China Ups RRR Once Again; Adds to Pressure on Currencies
Price action has picked up ahead of the North American open, with currencies broadly coming back under pressure following the latest move by China to once again raise the reserve requirement ratio by 50bps to 19.5%. This continues to solidify the ongoing initiative from the Chinese to tighten policy in an effort to offset rising inflation and control excessive growth. PBOC 's Zhou went on to say that the central bank would continue to move in this direction and raise rates further, while also allowing the Yuan to appreciate more. The net result is risk negative as the markets fear that the effect from such policy will ultimately weigh on global recovery prospects.
Relative Performance Versus USD Friday (As of 10:30GMT)
The Euro has all but erased Thursday’s gains, with the China news accelerating declines after the market had already been under pressure from emergency ECB borrowing levels, Portugal bailout talk, and comments from the IFO that the ECB should remain on hold for now. Meanwhile, the Australian Dollar, which is very tied to developments in China, has also given back gains to break back below 1.0100.
Elsewhere, the Pound has been a major outperformer in Friday trade following a much stronger than expected retail sales print. Even with some downward revisions to the previous print, the release still managed to impressively exceed expectations. This has given the Pound a boost with bulls also feeling more comfortable with recent hawkish comments from BOE member Andrew Sentance who isn’t looking as crazy today. Also on the data front, German PPI came in higher but failed to materially influence price action.
Looking ahead, the economic calendar is very quiet with Canada CPI (0.1% expected) due out at 12:00GMT and the only notable release in North American trade. US equity futures and commodities prices trade flat and are consolidating their latest moves. US equity futures trade lower, while commodities are flat.
EUR/USD:The market looks to be in the process of seeking out a fresh lower top below 1.3745 ahead of the next downside extension towards the measured move objective off of a head & shoulders top formation which comes in by 1.3300. Look for confirmation of a fresh lower top on a break back below 1.3425. As such, we like the idea of fading rallies towards 1.3700, with only a break back above 1.3745 negating short-term outlook and giving reason for pause.
USD/JPY: The market continues to remain extremely well bid, with the latest surge back above 83.00 really encouraging longer-term recovery prospects and opening the door for a potential break of key topside resistance by 84.50 over the coming days. Longer-term cyclical studies certainly suggest that the market could be poised for a major bullish reversal and we would look for a break and weekly close back above 84.50 to help confirm outlook. Any dips from here should be well supported ahead of 82.50, while only a break back below 82.00 would concern.

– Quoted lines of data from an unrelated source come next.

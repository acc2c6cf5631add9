//! JSONL file writer for conversation events.
//!
//! Each [`ConversationEvent`] becomes one line: the payload's fields plus
//! `type` and an RFC 3339 `timestamp`. The file is opened in append mode so
//! a resumed session continues the same log.

use harness_application::{ConversationEvent, ConversationLogger};
use serde_json::{Map, Value};
use std::fs::{File, OpenOptions};
use std::io::{BufWriter, Write};
use std::path::{Path, PathBuf};
use std::sync::Mutex;
use tracing::warn;

pub struct JsonlConversationLogger {
    writer: Mutex<BufWriter<File>>,
    path: PathBuf,
}

impl JsonlConversationLogger {
    /// Open (or create) the log at `path`, creating parent directories.
    pub fn open(path: impl AsRef<Path>) -> std::io::Result<Self> {
        let path = path.as_ref();
        if let Some(parent) = path.parent()
            && !parent.as_os_str().is_empty()
        {
            std::fs::create_dir_all(parent)?;
        }

        let file = OpenOptions::new().create(true).append(true).open(path)?;
        Ok(Self {
            writer: Mutex::new(BufWriter::new(file)),
            path: path.to_path_buf(),
        })
    }

    pub fn path(&self) -> &Path {
        &self.path
    }
}

/// Merge `type` and `timestamp` into the payload. Non-object payloads are
/// nested under `data`.
fn record(event: ConversationEvent, timestamp: String) -> Value {
    let mut map = match event.payload {
        Value::Object(map) => map,
        other => {
            let mut map = Map::new();
            map.insert("data".to_string(), other);
            map
        }
    };
    map.insert("type".to_string(), Value::String(event.event_type.to_string()));
    map.insert("timestamp".to_string(), Value::String(timestamp));
    Value::Object(map)
}

impl ConversationLogger for JsonlConversationLogger {
    fn log(&self, event: ConversationEvent) {
        let timestamp = chrono::Utc::now().to_rfc3339_opts(chrono::SecondsFormat::Millis, true);
        let Ok(line) = serde_json::to_string(&record(event, timestamp)) else {
            return;
        };

        let Ok(mut writer) = self.writer.lock() else {
            return;
        };
        // Flushed per line: the log must survive a crash mid-turn.
        if let Err(e) = writeln!(writer, "{}", line).and_then(|_| writer.flush()) {
            warn!(
                "Failed to write conversation log {}: {}",
                self.path.display(),
                e
            );
        }
    }
}

impl Drop for JsonlConversationLogger {
    fn drop(&mut self) {
        if let Ok(mut writer) = self.writer.lock() {
            let _ = writer.flush();
        }
    }
}

#[cfg(test)]
mod tests {
    use super::*;
    use harness_application::ports::conversation_logger::event_types;

    fn read_lines(path: &Path) -> Vec<Value> {
        std::fs::read_to_string(path)
            .unwrap()
            .lines()
            .map(|line| serde_json::from_str(line).unwrap())
            .collect()
    }

    #[test]
    fn test_events_written_one_per_line() {
        let dir = tempfile::tempdir().unwrap();
        let path = dir.path().join("logs/session.jsonl");
        let logger = JsonlConversationLogger::open(&path).unwrap();

        logger.log(ConversationEvent::new(
            event_types::TOOL_CALL,
            serde_json::json!({"session_id": "s1", "tool": "encrypt_string", "tool_call_id": "tc-1"}),
        ));
        logger.log(ConversationEvent::new(
            event_types::TURN_COMPLETE,
            serde_json::json!({"session_id": "s1", "bytes": 5}),
        ));
        drop(logger);

        let lines = read_lines(&path);
        assert_eq!(lines.len(), 2);
        assert_eq!(lines[0]["type"], "tool_call");
        assert_eq!(lines[0]["tool"], "encrypt_string");
        assert_eq!(lines[1]["type"], "turn_complete");
        assert!(lines.iter().all(|l| l["timestamp"].is_string()));
    }

    #[test]
    fn test_reopen_appends() {
        let dir = tempfile::tempdir().unwrap();
        let path = dir.path().join("session.jsonl");

        for _ in 0..2 {
            let logger = JsonlConversationLogger::open(&path).unwrap();
            logger.log(ConversationEvent::new(
                event_types::PERMISSION_DECISION,
                serde_json::json!({"decision": "approved"}),
            ));
        }

        assert_eq!(read_lines(&path).len(), 2);
    }

    #[test]
    fn test_non_object_payload_nested_under_data() {
        let value = record(
            ConversationEvent::new("note", serde_json::json!("plain")),
            "2026-01-01T00:00:00.000Z".into(),
        );
        assert_eq!(value["type"], "note");
        assert_eq!(value["data"], "plain");
    }

    #[test]
    fn test_open_fails_when_parent_is_a_file() {
        let dir = tempfile::tempdir().unwrap();
        let blocker = dir.path().join("blocker");
        std::fs::write(&blocker, "").unwrap();
        assert!(JsonlConversationLogger::open(blocker.join("log.jsonl")).is_err());
    }
}
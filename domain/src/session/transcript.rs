//! Append-only conversation transcript.
//!
//! [`Transcript`] is the only place messages are stored for a session. It
//! enforces the ordering rules the backend relies on:
//!
//! - a tool call id is issued once per session, never reused
//! - a tool message answers a call that an earlier assistant message issued
//! - each issued call is answered at most once

use super::entities::{Message, Role};
use crate::core::error::DomainError;
use crate::tool::value_objects::ToolResult;
use std::collections::HashSet;

#[derive(Debug, Clone, Default)]
pub struct Transcript {
    messages: Vec<Message>,
    issued: HashSet<String>,
    answered: HashSet<String>,
}

impl Transcript {
    pub fn new() -> Self {
        Self::default()
    }

    /// Rebuild a transcript from backend history.
    ///
    /// Every message is appended as if it arrived live. Messages that would
    /// break an invariant are skipped and returned alongside the transcript,
    /// so one malformed history entry does not make a session unresumable.
    pub fn from_history(history: impl IntoIterator<Item = Message>) -> (Self, Vec<DomainError>) {
        let mut transcript = Self::new();
        let mut skipped = Vec::new();
        for message in history {
            if let Err(e) = transcript.append(message) {
                skipped.push(e);
            }
        }
        (transcript, skipped)
    }

    /// Append any message, routing to the role-specific checks.
    pub fn append(&mut self, message: Message) -> Result<(), DomainError> {
        match message.role {
            Role::User => {
                if !message.tool_calls.is_empty() || message.tool_call_id.is_some() {
                    return Err(DomainError::InvalidMessage(
                        "user message cannot carry tool data".to_string(),
                    ));
                }
                self.messages.push(message);
                Ok(())
            }
            Role::Assistant => self.push_assistant(message),
            Role::Tool => {
                let Some(id) = message.tool_call_id.clone() else {
                    return Err(DomainError::InvalidMessage(
                        "tool message without tool_call_id".to_string(),
                    ));
                };
                self.check_answerable(&id)?;
                self.answered.insert(id);
                self.messages.push(message);
                Ok(())
            }
        }
    }

    pub fn push_user(&mut self, content: impl Into<String>) {
        self.messages.push(Message::user(content));
    }

    pub fn push_assistant(&mut self, message: Message) -> Result<(), DomainError> {
        if message.role != Role::Assistant {
            return Err(DomainError::InvalidMessage(format!(
                "expected assistant message, got {}",
                message.role
            )));
        }

        let mut seen = HashSet::new();
        for call in &message.tool_calls {
            if self.issued.contains(&call.id) || !seen.insert(call.id.as_str()) {
                return Err(DomainError::DuplicateToolCallId(call.id.clone()));
            }
        }

        for call in &message.tool_calls {
            self.issued.insert(call.id.clone());
        }
        self.messages.push(message);
        Ok(())
    }

    pub fn push_tool_result(&mut self, result: &ToolResult) -> Result<(), DomainError> {
        self.append(Message::tool(result))
    }

    fn check_answerable(&self, id: &str) -> Result<(), DomainError> {
        if !self.issued.contains(id) {
            return Err(DomainError::UnknownToolCallId(id.to_string()));
        }
        if self.answered.contains(id) {
            return Err(DomainError::ToolCallAlreadyAnswered(id.to_string()));
        }
        Ok(())
    }

    /// Whether a call id has already been issued in this session.
    pub fn is_issued(&self, id: &str) -> bool {
        self.issued.contains(id)
    }

    pub fn messages(&self) -> &[Message] {
        &self.messages
    }

    pub fn len(&self) -> usize {
        self.messages.len()
    }

    pub fn is_empty(&self) -> bool {
        self.messages.is_empty()
    }
}

#[cfg(test)]
mod tests {
    use super::*;
    use crate::tool::entities::ToolCall;
    use crate::tool::value_objects::{ToolContent, ToolFailure};

    fn call(id: &str) -> ToolCall {
        ToolCall::new(id, "encrypt_string").with_arg("input", "Hello")
    }

    #[test]
    fn test_tool_result_after_call_is_accepted() {
        let mut transcript = Transcript::new();
        transcript.push_user("encrypt Hello");
        transcript
            .push_assistant(Message::assistant_with_tools(None, vec![call("tc-1")]))
            .unwrap();
        transcript
            .push_tool_result(&ToolResult::success(
                "tc-1",
                "encrypt_string",
                ToolContent::text("HELLO"),
            ))
            .unwrap();
        transcript
            .push_assistant(Message::assistant("HELLO"))
            .unwrap();

        assert_eq!(transcript.len(), 4);
        assert_eq!(transcript.messages()[3].text(), Some("HELLO"));
    }

    #[test]
    fn test_tool_result_before_call_is_rejected() {
        let mut transcript = Transcript::new();
        let err = transcript
            .push_tool_result(&ToolResult::failure(
                "tc-1",
                "encrypt_string",
                ToolFailure::execution_failed(),
            ))
            .unwrap_err();
        assert_eq!(err, DomainError::UnknownToolCallId("tc-1".to_string()));
        assert!(transcript.is_empty());
    }

    #[test]
    fn test_call_id_reuse_is_rejected() {
        let mut transcript = Transcript::new();
        transcript
            .push_assistant(Message::assistant_with_tools(None, vec![call("tc-1")]))
            .unwrap();
        let err = transcript
            .push_assistant(Message::assistant_with_tools(None, vec![call("tc-1")]))
            .unwrap_err();
        assert_eq!(err, DomainError::DuplicateToolCallId("tc-1".to_string()));
    }

    #[test]
    fn test_duplicate_ids_within_one_message_are_rejected() {
        let mut transcript = Transcript::new();
        let err = transcript
            .push_assistant(Message::assistant_with_tools(
                None,
                vec![call("tc-1"), call("tc-1")],
            ))
            .unwrap_err();
        assert_eq!(err, DomainError::DuplicateToolCallId("tc-1".to_string()));
        assert!(!transcript.is_issued("tc-1"));
    }

    #[test]
    fn test_double_answer_is_rejected() {
        let mut transcript = Transcript::new();
        transcript
            .push_assistant(Message::assistant_with_tools(None, vec![call("tc-1")]))
            .unwrap();
        let result = ToolResult::success("tc-1", "encrypt_string", ToolContent::text("A"));
        transcript.push_tool_result(&result).unwrap();
        let err = transcript.push_tool_result(&result).unwrap_err();
        assert_eq!(err, DomainError::ToolCallAlreadyAnswered("tc-1".to_string()));
    }

    #[test]
    fn test_each_call_of_a_batch_is_answerable_once() {
        let mut transcript = Transcript::new();
        transcript
            .push_assistant(Message::assistant_with_tools(
                None,
                vec![call("tc-1"), call("tc-2")],
            ))
            .unwrap();
        transcript
            .push_tool_result(&ToolResult::success(
                "tc-2",
                "encrypt_string",
                ToolContent::text("B"),
            ))
            .unwrap();
        transcript
            .push_tool_result(&ToolResult::success(
                "tc-1",
                "encrypt_string",
                ToolContent::text("A"),
            ))
            .unwrap();
        assert_eq!(transcript.len(), 3);
    }

    #[test]
    fn test_from_history_skips_invalid_entries() {
        let history = vec![
            Message::user("The secret word is PINEAPPLE"),
            Message {
                role: Role::Tool,
                content: Some("orphan".to_string()),
                tool_calls: Vec::new(),
                tool_call_id: Some("tc-404".to_string()),
            },
            Message::assistant("Noted."),
        ];
        let (transcript, skipped) = Transcript::from_history(history);
        assert_eq!(transcript.len(), 2);
        assert_eq!(
            skipped,
            vec![DomainError::UnknownToolCallId("tc-404".to_string())]
        );
        assert_eq!(transcript.messages()[1].text(), Some("Noted."));
    }
}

GBP/USD: The market largely remains locked in some consolidation after stalling out by key resistance at 1.6300 several days back. From here, it is difficult to establish a clear directional bias and we will need to see a sustained break above 1.6300 or back below 1.5960 for additional clarity. In the interim, we remain sidelined.
USD/CHF: The market has been in the process of pulling back after stalling out ahead of key short-term resistance by 0.9785 in the previous week. Still we see any additional declines well propped above 0.9425 (minor 78.6% fib retrace) on a close basis and look for the formation of a fresh higher low ahead of the next major upside extension back through 0.9785 and towards more critical resistance by 1.0070 further up. Only a close below 0.9400 will give reason for concern.
A US prime name has led bids in Cable this morning, real money accounts and a German name also seen. Spec types have been repeat dip buyers in Eur/Usd with an ACB on the offer. Cross/Jpy offers seen across the board from two Japanese names early.